TASK:
The lines needed are those from the start of the records through the line holding "use super::registry::render_tab_content;", each copied exactly.

Records from a data source
═══
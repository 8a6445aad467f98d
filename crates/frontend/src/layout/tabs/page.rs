//! TabPage component - wrapper для отображения контента таба
//!
//! Отвечает за:
//! - Показ/скрытие контента в зависимости от активности таба
//! - Вызов registry для получения контента по ключу

use super::registry::render_tab_content;
use crate::layout::global_context::{AppGlobalContext, Tab as TabData};
use leptos::prelude::*;

/// Компонент-обёртка для отдельного таба.
///
/// Контент создаётся один раз при открытии; неактивные табы скрываются через
/// CSS class, поэтому их состояние (фильтры, страница) сохраняется.
#[component]
pub fn TabPage(tab: TabData, tabs_store: AppGlobalContext) -> impl IntoView {
    let tab_key = tab.key.clone();
    let tab_key_for_active_check = tab_key.clone();

    let is_active = move || {
        tabs_store
            .active
            .with(|active| active.as_ref() == Some(&tab_key_for_active_check))
    };

    log::debug!("TabPage created for '{}'", tab_key);

    let tab_key_for_cleanup = tab_key.clone();
    on_cleanup(move || {
        log::debug!("TabPage destroyed for '{}'", tab_key_for_cleanup);
    });

    let content = render_tab_content(&tab_key, tabs_store);

    view! {
        <div
            class="tabs__item"
            class:tabs__item--hidden=move || !is_active()
            data-tab-key=tab_key
        >
            {content}
        </div>
    }
}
═══
TASK ANSWER:
repository 8a6445aad467f98d
filename crates/frontend/src/layout/tabs/page.rs
//! TabPage component - wrapper для отображения контента таба
//!
//! Отвечает за:
//! - Показ/скрытие контента в зависимости от активности таба
//! - Вызов registry для получения контента по ключу

use super::registry::render_tab_content;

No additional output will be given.